3. Case Study of Nanning Metro

In this study, data gathered from Bai-Cang-Ling Station to the Railway Station (BR section, shown in Figure 7) of Metro Line 1 in Nanning, China, is used [2]. The section consists of 806 rings in total, 1.209 km in length, and is excavated using a Herrenknecht SPB with a diameter of 6.28 m. The excavation was performed from December 2014 to June 2015.

The SPB shield machine was designed for the round gravel condition, which is suitable for settlement control in the urban areas. The ground conditions with round gravel can be regarded as the normal ground condition in this study. However, in the ground conditions with mudstone, as shown in Figure 7, ring #120 to 220, and ring #283 to 470, the SPB shield machine suffered from the problem of clogging, where the tunneling efficiency was much lower than in the normal ground conditions. Moreover, tunnel face passive failure often occurred in the mudstone area, which is harmful to settlement control. Consequently, we take the mudstone area as difficult ground conditions.

3.1. Geological Data

A total of 36 boreholes were drilled in the vicinity of the BR section as part of the geological site investigation. These boreholes provide a detailed record of soil types, basic physical properties such as unit weight, porosity, Atterberg limits, moisture content, and particle size distribution, as well as in-situ groundwater table measurements. Using these data, a geological report was prepared for construction reference.

To obtain the geological information at each ring from the sparse borehole (on average 23 rings between boreholes), a linear interpolation is performed. Specifically, all boreholes are projected onto a 2D vertical plane following the centerline of the tunnel alignment, and the geological information at each ring location is interpolated at the center point of the ring based on the instantaneous positions of SPB.

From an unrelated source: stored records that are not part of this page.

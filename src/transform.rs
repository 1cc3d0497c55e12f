use chrono::{DateTime, NaiveDate, NaiveDateTime};
use std::cmp::Ordering;

use crate::data::{Dataset, Value};

/// Date-time layouts accepted when coercing text cells
const DATETIME_FORMATS: &[&str] = &[
    "%Y-%m-%dT%H:%M:%S%.f",
    "%Y-%m-%d %H:%M:%S%.f",
    "%Y-%m-%dT%H:%M",
    "%Y-%m-%d %H:%M",
    "%Y/%m/%d %H:%M:%S",
];

const DATE_FORMATS: &[&str] = &["%Y-%m-%d", "%Y/%m/%d", "%m/%d/%Y", "%d.%m.%Y", "%Y%m%d"];

/// Copy of `data` with rows ordered by `column` descending.
///
/// The sort is stable; nulls go last.
pub fn sort_descending(data: &Dataset, column: &str) -> Dataset {
    let Some(col) = data.column(column) else {
        return data.clone();
    };

    let mut order: Vec<usize> = (0..col.values.len()).collect();
    order.sort_by(|&a, &b| nulls_last(&col.values[a], &col.values[b], |x, y| compare_values(y, x)));
    data.take_rows(&order)
}

/// Try to reorder `data` chronologically by `column`.
///
/// On success returns a copy sorted ascending by the parsed instant, with the
/// column's cells replaced by date-times. If any non-null cell cannot be read
/// as a date, returns that cell untouched as the error.
pub fn sort_chronological(data: &Dataset, column: &str) -> Result<Dataset, Value> {
    let Some(col) = data.column(column) else {
        return Ok(data.clone());
    };

    let coerced = col
        .values
        .iter()
        .map(|value| match value {
            Value::Null => Ok(Value::Null),
            other => coerce_datetime(other).map(Value::DateTime).ok_or_else(|| other.clone()),
        })
        .collect::<Result<Vec<_>, _>>()?;

    let mut order: Vec<usize> = (0..coerced.len()).collect();
    order.sort_by(|&a, &b| nulls_last(&coerced[a], &coerced[b], compare_values));

    let converted = data.with_column_values(column, coerced);
    Ok(converted.take_rows(&order))
}

/// Interpret a cell as a date-time. Numbers are never treated as timestamps.
pub fn coerce_datetime(value: &Value) -> Option<NaiveDateTime> {
    match value {
        Value::DateTime(dt) => Some(*dt),
        Value::Text(s) => parse_datetime(s.trim()),
        Value::Number(_) | Value::Null => None,
    }
}

fn parse_datetime(text: &str) -> Option<NaiveDateTime> {
    if let Ok(dt) = DateTime::parse_from_rfc3339(text) {
        return Some(dt.naive_utc());
    }
    for format in DATETIME_FORMATS {
        if let Ok(dt) = NaiveDateTime::parse_from_str(text, format) {
            return Some(dt);
        }
    }
    for format in DATE_FORMATS {
        if let Ok(date) = NaiveDate::parse_from_str(text, format) {
            return date.and_hms_opt(0, 0, 0);
        }
    }
    // Year-month, e.g. "2024-03"
    NaiveDate::parse_from_str(&format!("{}-01", text), "%Y-%m-%d")
        .ok()
        .and_then(|d| d.and_hms_opt(0, 0, 0))
}

fn nulls_last(a: &Value, b: &Value, cmp: impl Fn(&Value, &Value) -> Ordering) -> Ordering {
    match (a.is_null(), b.is_null()) {
        (true, true) => Ordering::Equal,
        (true, false) => Ordering::Greater,
        (false, true) => Ordering::Less,
        (false, false) => cmp(a, b),
    }
}

/// Ascending order between two non-null cells.
/// Numbers sort before dates, dates before text.
fn compare_values(a: &Value, b: &Value) -> Ordering {
    match (a, b) {
        (Value::Number(x), Value::Number(y)) => x.partial_cmp(y).unwrap_or(Ordering::Equal),
        (Value::DateTime(x), Value::DateTime(y)) => x.cmp(y),
        (Value::Text(x), Value::Text(y)) => x.cmp(y),
        _ => rank(a).cmp(&rank(b)),
    }
}

fn rank(value: &Value) -> u8 {
    match value {
        Value::Number(_) => 0,
        Value::DateTime(_) => 1,
        Value::Text(_) => 2,
        Value::Null => 3,
    }
}
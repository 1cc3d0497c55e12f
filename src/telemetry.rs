//! Tracing setup for the command-line binary.
//!
//! Logs go to stderr so stdout stays free for chart bytes.

use tracing_subscriber::EnvFilter;

/// Install a compact fmt subscriber filtered by `RUST_LOG` (default `info`).
///
/// Returns `false` if a global subscriber was already installed.
pub fn init_tracing() -> bool {
    tracing_subscriber::fmt()
        .with_env_filter(EnvFilter::try_from_default_env().unwrap_or_else(|_| EnvFilter::new("info")))
        .with_writer(std::io::stderr)
        .with_target(false)
        .compact()
        .try_init()
        .is_ok()
}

According to the report, the ground in this section mainly consists of round gravel and mudstone, the latter of which is generally located between ring #120 to 220 and ring #283 to 470, as is shown in Figure 7. A particular problem when tunneling with SPB in the clayey ground such as mudstone is clogging [3]. Here, the excavated material may clog the opening of the cutterhead or the submerged wall, obstructing the smooth circulation of slurry. When clogging occurs, it can lead to extreme pressure fluctuation in the excavation chamber and result in increased tool wear and reduced SPB advance rate [3, 33], impacting the safety of excavation and the longevity of the machine. These extreme pressure fluctuations make it difficult for slurry pressure prediction.

3.2. PLC Data

To assist machine operation, modern SPBs are often well instrumented to gather data ranging from human operations (e.g., slurry feed/return line flow rate and cutterhead rotation speed) to resulting machine reactions (e.g., cutterhead torque, advance rate, and fluid pressures). The SPB shield data are automatically recorded by a PLC every 10 seconds.

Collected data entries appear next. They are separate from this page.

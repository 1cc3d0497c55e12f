use anyhow::{anyhow, Context, Result};
use std::fs::File;
use std::io::{self, Read};
use std::path::Path;

use crate::data::Dataset;

/// Raw CSV contents: a header row plus string cells.
#[derive(Debug, Clone, PartialEq)]
pub struct CsvData {
    pub headers: Vec<String>,
    pub rows: Vec<Vec<String>>,
}

/// Read CSV data from stdin
pub fn read_csv_from_stdin() -> Result<CsvData> {
    read_csv(io::stdin().lock())
}

/// Read CSV data from a file on disk
pub fn read_csv_from_path(path: &Path) -> Result<CsvData> {
    let file = File::open(path)
        .with_context(|| format!("Failed to open CSV file '{}'", path.display()))?;
    read_csv(file)
}

/// Read CSV data from any reader. The first record is the header row.
pub fn read_csv<R: Read>(reader: R) -> Result<CsvData> {
    let mut csv_reader = csv::ReaderBuilder::new()
        .has_headers(true)
        .trim(csv::Trim::All)
        .from_reader(reader);

    let headers: Vec<String> = csv_reader
        .headers()
        .context("Failed to read CSV headers")?
        .iter()
        .map(|h| h.to_string())
        .collect();

    let mut rows = Vec::new();
    for (idx, record) in csv_reader.records().enumerate() {
        let record = record.with_context(|| format!("Failed to read CSV row {}", idx + 1))?;
        rows.push(record.iter().map(|cell| cell.to_string()).collect());
    }

    Ok(CsvData { headers, rows })
}

/// Serialize a dataset back to CSV. Null cells are written empty.
pub fn write_csv(data: &Dataset) -> Result<Vec<u8>> {
    let mut writer = csv::Writer::from_writer(Vec::new());
    writer
        .write_record(data.headers())
        .context("Failed to write CSV headers")?;

    for row in 0..data.n_rows() {
        let record = data.columns().iter().map(|c| c.values[row].to_string());
        writer
            .write_record(record)
            .with_context(|| format!("Failed to write CSV row {}", row + 1))?;
    }

    writer
        .into_inner()
        .map_err(|e| anyhow!("Failed to finish CSV output: {}", e.error()))
}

In Figure 8, an example of the recorded data is plotted for ring #174 and #640. The former one represents clogging conditions while the latter one was in normal condition. We plot the two hours of data for each ring, which includes the measured slurry pressures in the excavation chamber (SPE) and working chamber (SPW), SPB advance rate (AR), cutterhead rotation speed (RS) and torque (TOR), and thrust force (THR), as well as slurry flow rate (both the feed (FFR) and return lines (RFR)) and density (only feed line (FSD) as density sensor in return line did not work well at the latter half of BR section). Since ring #321 is in the mudstone ground, clogging is observed [3] and is characterized by an SPE fluctuation as much as 300 kPa, indicating the possible jamming of the submerged wall opening. The clogging results in that the relationship between SPE and SPW is ever-changing in mudstone rich areas, which brings about great difficulties for tunnel face stability control. As a result, significant variation of machine advance rate, cutterhead torque, thrust force, and return line slurry flow rate is observed, which undermines the safety and efficiency of tunneling. Meanwhile, ring #640 locates in the round gravel ground, no clogging occurred, thus all these parameters are in normal condition. More specifically, the SPE and SPW change smoothness, as well as larger AR and smaller cutterhead torque are observed than in ring #174.

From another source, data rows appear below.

pub mod token;

use logos::{Lexer, Logos};
pub use token::{Token, TokenKind};

/// Returns an iterator over the token kinds produced by the tokenizer.
pub fn tokenize(input: &str) -> Lexer<'_, TokenKind> {
    TokenKind::lexer(input)
}

/// Returns an owned array containing all of the tokens produced by the tokenizer. This allows us
/// to backtrack in case of an error.
///
/// Input the lexer cannot classify is kept as a [`TokenKind::Symbol`] token so that the parser can
/// point at it.
pub fn tokenize_complete(input: &str) -> Box<[Token<'_>]> {
    let mut lexer = tokenize(input);
    let mut tokens = Vec::new();

    while let Some(result) = lexer.next() {
        tokens.push(Token {
            span: lexer.span(),
            kind: result.unwrap_or(TokenKind::Symbol),
            lexeme: lexer.slice(),
        });
    }

    tokens.into_boxed_slice()
}

#[cfg(test)]
mod tests {
    use pretty_assertions::assert_eq;
    use super::*;

    /// Compares the tokens produced by the tokenizer to the raw expected tokens.
    fn compare_tokens<'source, const N: usize>(input: &'source str, expected: [(TokenKind, &'source str); N]) {
        let mut lexer = tokenize(input);

        for (expected_kind, expected_lexeme) in expected.into_iter() {
            assert_eq!(lexer.next(), Some(Ok(expected_kind)));
            assert_eq!(lexer.slice(), expected_lexeme);
        }

        assert_eq!(lexer.next(), None);
    }

    #[test]
    fn basic_expr() {
        compare_tokens(
            "1 + 2",
            [
                (TokenKind::Int, "1"),
                (TokenKind::Whitespace, " "),
                (TokenKind::Add, "+"),
                (TokenKind::Whitespace, " "),
                (TokenKind::Int, "2"),
            ],
        );
    }

    #[test]
    fn power_and_bitwise() {
        compare_tokens(
            "x**2^y<<1",
            [
                (TokenKind::Name, "x"),
                (TokenKind::Exp, "**"),
                (TokenKind::Int, "2"),
                (TokenKind::BitXor, "^"),
                (TokenKind::Name, "y"),
                (TokenKind::BitLeft, "<<"),
                (TokenKind::Int, "1"),
            ],
        );
    }

    #[test]
    fn assignment_forms() {
        compare_tokens(
            "a = 1;b **= 2",
            [
                (TokenKind::Name, "a"),
                (TokenKind::Whitespace, " "),
                (TokenKind::Assign, "="),
                (TokenKind::Whitespace, " "),
                (TokenKind::Int, "1"),
                (TokenKind::Semicolon, ";"),
                (TokenKind::Name, "b"),
                (TokenKind::Whitespace, " "),
                (TokenKind::CompoundAssign, "**="),
                (TokenKind::Whitespace, " "),
                (TokenKind::Int, "2"),
            ],
        );
    }

    #[test]
    fn numbers() {
        compare_tokens(
            "3.25 7. .5 42",
            [
                (TokenKind::Float, "3.25"),
                (TokenKind::Whitespace, " "),
                (TokenKind::Float, "7."),
                (TokenKind::Whitespace, " "),
                (TokenKind::Float, ".5"),
                (TokenKind::Whitespace, " "),
                (TokenKind::Int, "42"),
            ],
        );
    }

    #[test]
    fn unknown_characters_become_symbols() {
        let tokens = tokenize_complete("x²\n$");
        let kinds = tokens.iter().map(|token| token.kind).collect::<Vec<_>>();
        assert_eq!(kinds, vec![TokenKind::Name, TokenKind::Symbol, TokenKind::NewLine, TokenKind::Symbol]);
        assert_eq!(tokens[1].lexeme, "²");
    }
}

The SPE and SPW are measured by pressure sensors located at the spring line of both chambers. We define the differences between SPW and SPE as . Normally, is in the range of 0 to 20 kPa (Figure 9(b)), but when clogging occurs, the will be in the range of −50 to −150 kPa (Figure 9(a)).

3.3. LSTM Model Implementation
3.3.1. Model Input

There are two types of model inputs. On the SPB side, the PLC has recoded the machine operation and reaction during tunneling and will be used. Specifically, measurements from eight parameters are used, including the slurry pressure in the working chamber (SPW), machine advance rate (AR), cutterhead torque (TOR) and rotation speed (RS), total thrust force (THR), flow rates of the slurry feed line (FFR) and return line (RFR), and slurry density in the feed line (FSD). We employ the PLC data at all tunneling periods, both including the excavation period (AR > 0) and the stoppage period (AR = 0). Table 1 summarizes the statistics for the PLC input and output parameters.

PLC parameterUnitMeanMax.Min.Std.

SPE (output)kPa172.09493.30044.28
SPW (input)kPa176.25489.30028.99
AR (input)mm/min4.015008.83
TOR (input)MN·m0.525.4400.93
RS (input)rpm0.392.0700.55
THR (input)MN9.4927.960.025.93
FFR (input)m3/h327.701482.730352.73
RFR (input)m3/h337.511428.820365.90
FSD (input)g/cm31.121.4100.06

As for the geology, both the spring line tunnel buried depth and groundwater table interpolated from the borehole data are used. Besides, as the presence of mudstone will severely influence the chamber pressure, the thickness of the, , is also included, as shown in equation (2). These soil parameters are chosen due to the calculation of the slurry pressure in SPB tunneling [34]. The definition of these three parameters is given in Figure 10(a) (mudstone formation within the excavation envelope). The average values per ring of geological data are demonstrated in Figure 10(b). We can see that the is about 14 m to 22 m, while the is about 5 m to 12 m, and the ranges from 0 to 6 m.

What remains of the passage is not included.